Le domaine reste dans la maison de Béon de Massès jusqu'en 1726, puis il est occupé par Henri de Bruzac-Hautefort qui fait procéder à des transformations. En 1788, le comte d'Artois commence sa rénovation. À la Révolution, le château est vendu comme bien national à la suite de l'émigration de son propriétaire. Il est acheté par un marchand de Bouteville, Antoine Marcombe. Ses descendants finissent par vendre, entre 1892 et 1895, la cheminée monumentale de la grande salle, des sculptures de la grosse tour, les merlons décoratifs de l’aile principale.
Dans les années 1930, suivent Richard de Segonzac et, à partir de 1935, la famille Joyet. Livré à lui-même, le château est vandalisé et pillé. Préoccupées par le devenir de ce fleuron, plusieurs associations de sauvegarde se succèdent et tirent la sonnette d'alarme. En 1984, le château est classé monument historique. En 1994, il devient propriété de la commune pour le franc symbolique avant d’être confié à la Communauté de Communes de Châteauneuf (qui sauve l’aile Est, la petite tour et le pont). Depuis 2017, la Communauté d’Agglomération de Grand Cognac y mène un projet ambitieux de préservation et de valorisation. Le montant de l’ensemble des travaux et études est estimé à 4,7 millions d’euros.
La cour intérieure |
L'entrée actuelle |
• La 3ème phase des travaux est en cours d’achèvement. Elle concerne le porche, la grande salle, la verrière, etc. Une 4ème phase est prévue en 2024.
La restitution de la cheminée Renaissance, financée sous forme de mécénat par le groupe Campari, a été confiée à un compagnon, Marc Deligny. L’entreprise Dagan fournira les pierres et effectuera le montage (Au XVIe siècle, le calcaire fin avait été extrait à Saint-Même dans une couche qui n’existe plus). Des relevés seront faits sur la cheminée initiale qui se trouve à Bourg sur Charente (sculptures etc). Les moulages seront réalisés à base de résine.
Croquis de la cheminée |
• Escalier typique du XVIe siècle remarquable. En effet, il s’agit du premier escalier rampe sur rampe construit à l’intérieur d’un bâtiment dans la région.
• Des frises ornent plusieurs pièces d'habitation
• La salle des échos, voûte en arc de cloître : on perçoit les conversations à chaque extrémité comme si on avait un casque stéréo sur les oreilles !
• L'une des tours présente des faiblesses et une partie s’est effondrée (au milieu du XVIIIe siècle, elle avait quatre grosses fractures d'après un procès-verbal de 1765). Ce qui ne surprend pas les spécialistes : « les pièces à l’intérieur étaient carrées avec des fenêtres et des cheminées. L’ensemble n’a pas résisté »
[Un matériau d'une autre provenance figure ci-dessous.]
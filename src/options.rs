//! Runtime options.
//!
//! A handful of single-character flags tune the hardening/performance
//! trade-off.  They are read once per heap, from the environment (unless
//! the process is set-id) and then from the programmatic boot string,
//! with later sources overriding earlier ones.  After parsing, the
//! snapshot lives in the heap's read-only page and never changes.
use crate::cache::{DEFAULT_CACHE, MAX_CACHE};
use crate::heap::MAX_POOLS;
use crate::map::PAGE_SIZE;

/// Name of the environment variable consulted at first use.
pub(crate) const OPTIONS_ENV: &str = "PALISADE_OPTIONS";

#[derive(Clone, Copy, Debug, PartialEq, Eq)]
pub(crate) struct Options {
    /// Pool shards, always a power of two in `[2, MAX_POOLS]`.
    pub n_pools: u32,
    /// Page-cache capacity knob; zero disables both caches.
    pub def_maxcache: u32,
    /// Default junk level: 0 off, 1 striped, 2 full.
    pub def_junk: u32,
    /// Place canary bytes after each chunk.
    pub chunk_canaries: bool,
    /// Walk the quarantine on every free.
    pub freecheck: bool,
    /// Keep freed cached pages inaccessible instead of junked.
    pub freeunmap: bool,
    /// Trailing guard bytes for page-granular allocations (0 or a page).
    pub guard: usize,
    /// Never reuse an allocation in place on realloc.
    pub always_realloc: bool,
    /// Abort instead of returning NULL on exhaustion.
    pub xmalloc: bool,
    /// Dump statistics when asked.
    pub stats_dump: bool,
    pub verbose: bool,
}

impl Default for Options {
    fn default() -> Self {
        Self {
            n_pools: 8,
            def_maxcache: DEFAULT_CACHE,
            def_junk: 1,
            chunk_canaries: false,
            freecheck: false,
            freeunmap: false,
            guard: 0,
            always_realloc: false,
            xmalloc: false,
            stats_dump: false,
            verbose: false,
        }
    }
}

impl Options {
    fn apply(&mut self, opt: char) {
        match opt {
            '+' => {
                self.n_pools <<= 1;
                if self.n_pools > MAX_POOLS as u32 {
                    self.n_pools = MAX_POOLS as u32;
                }
            }
            '-' => {
                self.n_pools >>= 1;
                if self.n_pools < 2 {
                    self.n_pools = 2;
                }
            }
            '>' => {
                self.def_maxcache <<= 1;
                if self.def_maxcache > MAX_CACHE {
                    self.def_maxcache = MAX_CACHE;
                }
            }
            '<' => self.def_maxcache >>= 1,
            'c' => self.chunk_canaries = false,
            'C' => self.chunk_canaries = true,
            'd' => self.stats_dump = false,
            'D' => self.stats_dump = true,
            'f' => {
                self.freecheck = false;
                self.freeunmap = false;
            }
            'F' => {
                self.freecheck = true;
                self.freeunmap = true;
            }
            'g' => self.guard = 0,
            'G' => self.guard = PAGE_SIZE,
            'j' => self.def_junk = self.def_junk.saturating_sub(1),
            'J' => {
                if self.def_junk < 2 {
                    self.def_junk += 1;
                }
            }
            'r' => self.always_realloc = false,
            'R' => self.always_realloc = true,
            'u' => self.freeunmap = false,
            'U' => self.freeunmap = true,
            'v' => self.verbose = false,
            'V' => self.verbose = true,
            'x' => self.xmalloc = false,
            'X' => self.xmalloc = true,
            _ => {
                log::warn!("unknown character '{}' in allocator options", opt);
            }
        }
    }

    /// Applies one source string, expanding the `S`/`s` shorthands.
    pub(crate) fn parse(&mut self, opts: &str) {
        for c in opts.chars() {
            match c {
                'S' => {
                    for q in "CFGJ".chars() {
                        self.apply(q);
                    }
                    self.def_maxcache = 0;
                }
                's' => {
                    for q in "cfgj".chars() {
                        self.apply(q);
                    }
                    self.def_maxcache = DEFAULT_CACHE;
                }
                c => self.apply(c),
            }
        }
    }

    /// Builds the effective option set from all sources.
    pub(crate) fn from_sources(boot: Option<&str>) -> Self {
        let mut opts = Self::default();
        if !is_set_id() {
            if let Ok(env) = std::env::var(OPTIONS_ENV) {
                opts.parse(&env);
            }
        }
        if let Some(boot) = boot {
            opts.parse(boot);
        }
        opts
    }

    /// Whether chunk sizes go through the linear-log rounding curve.
    /// Tied to the cache so the strictest configuration also gets the
    /// tightest size classes.
    pub(crate) fn round_buckets(&self) -> bool {
        self.def_maxcache != 0
    }
}

/// Set-id processes must not take options from their caller's
/// environment.
fn is_set_id() -> bool {
    unsafe {
        libc::getuid() != libc::geteuid() || libc::getgid() != libc::getegid()
    }
}

#[cfg(test)]
mod test {
    use super::*;

    #[test]
    fn defaults() {
        let opts = Options::default();
        assert_eq!(opts.n_pools, 8);
        assert_eq!(opts.def_maxcache, DEFAULT_CACHE);
        assert_eq!(opts.def_junk, 1);
        assert!(!opts.chunk_canaries);
        assert!(opts.round_buckets());
    }

    #[test]
    fn pool_count_clamps() {
        let mut opts = Options::default();
        opts.parse("++++++++");
        assert_eq!(opts.n_pools, MAX_POOLS as u32);
        opts.parse("----------");
        assert_eq!(opts.n_pools, 2);
    }

    #[test]
    fn cache_knob_clamps() {
        let mut opts = Options::default();
        opts.parse(">>>");
        assert_eq!(opts.def_maxcache, MAX_CACHE);
        opts.parse("<<<<<<<<<<");
        assert_eq!(opts.def_maxcache, 0);
        assert!(!opts.round_buckets());
    }

    #[test]
    fn junk_level_saturates() {
        let mut opts = Options::default();
        opts.parse("JJJ");
        assert_eq!(opts.def_junk, 2);
        opts.parse("jjjjj");
        assert_eq!(opts.def_junk, 0);
    }

    #[test]
    fn strict_shorthand() {
        let mut opts = Options::default();
        opts.parse("S");
        assert!(opts.chunk_canaries);
        assert!(opts.freecheck);
        assert!(opts.freeunmap);
        assert_eq!(opts.guard, PAGE_SIZE);
        assert_eq!(opts.def_junk, 2);
        assert_eq!(opts.def_maxcache, 0);

        opts.parse("s");
        assert!(!opts.chunk_canaries);
        assert!(!opts.freecheck);
        assert_eq!(opts.guard, 0);
        assert_eq!(opts.def_junk, 1);
        assert_eq!(opts.def_maxcache, DEFAULT_CACHE);
    }

    #[test]
    fn f_implies_both_free_checks_and_u_is_separable() {
        let mut opts = Options::default();
        opts.parse("F");
        assert!(opts.freecheck && opts.freeunmap);
        opts.parse("u");
        assert!(opts.freecheck && !opts.freeunmap);
        opts.parse("f");
        assert!(!opts.freecheck && !opts.freeunmap);
        opts.parse("U");
        assert!(!opts.freecheck && opts.freeunmap);
    }

    #[test]
    fn unknown_characters_are_ignored() {
        let mut opts = Options::default();
        let before = opts;
        opts.parse("zq9!");
        assert_eq!(opts, before);
    }
}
• A voir sur les murs des graffiti de bateaux réalisés par des prisonniers espagnols détenus à Bouteville au XVIIIe siècle (1794), capturés sur le bateau de guerre Alcudia durant la guerre franco-espagnole. Mis à la disposition de la population pour travailler dans les champs, ils sont restés trois à quatre mois. Par la suite, certains se sont mariés dans la région.
• Le château de Bouteville en Charente, édifice classé Monument historique depuis le 28 février 1984, appartient à la commune. Il était à l’état de ruine depuis 1950. Les travaux entrepris ces dernières années consistent à réhabiliter et aménager l'ensemble des bâtiments.
Le porche entièrement reconstitué |
• Faisons nôtre cette réflexion de Paul de Lacroix : « De tous les points de la plateforme, on jouit d’un magnifique coup d’œil. On aperçoit Angoulême, Matha, Cognac, etc. C’est une des plus belles positions de l’Angoumois, et aussi l’une des plus riches en souvenirs historiques, par l’importance et la multiplicité des événements qui s’y sont accomplis. On dirait que les gloires de toutes les époques s’y étaient donné rendez-vous. Le poète et l’historien, qui s’en vont glanant à travers les souvenirs de notre histoire, trouveront à Bouteville toute une résurrection de siècles évanouis, et on peut leur prédire à coup sûr de grandes et fécondes impressions » !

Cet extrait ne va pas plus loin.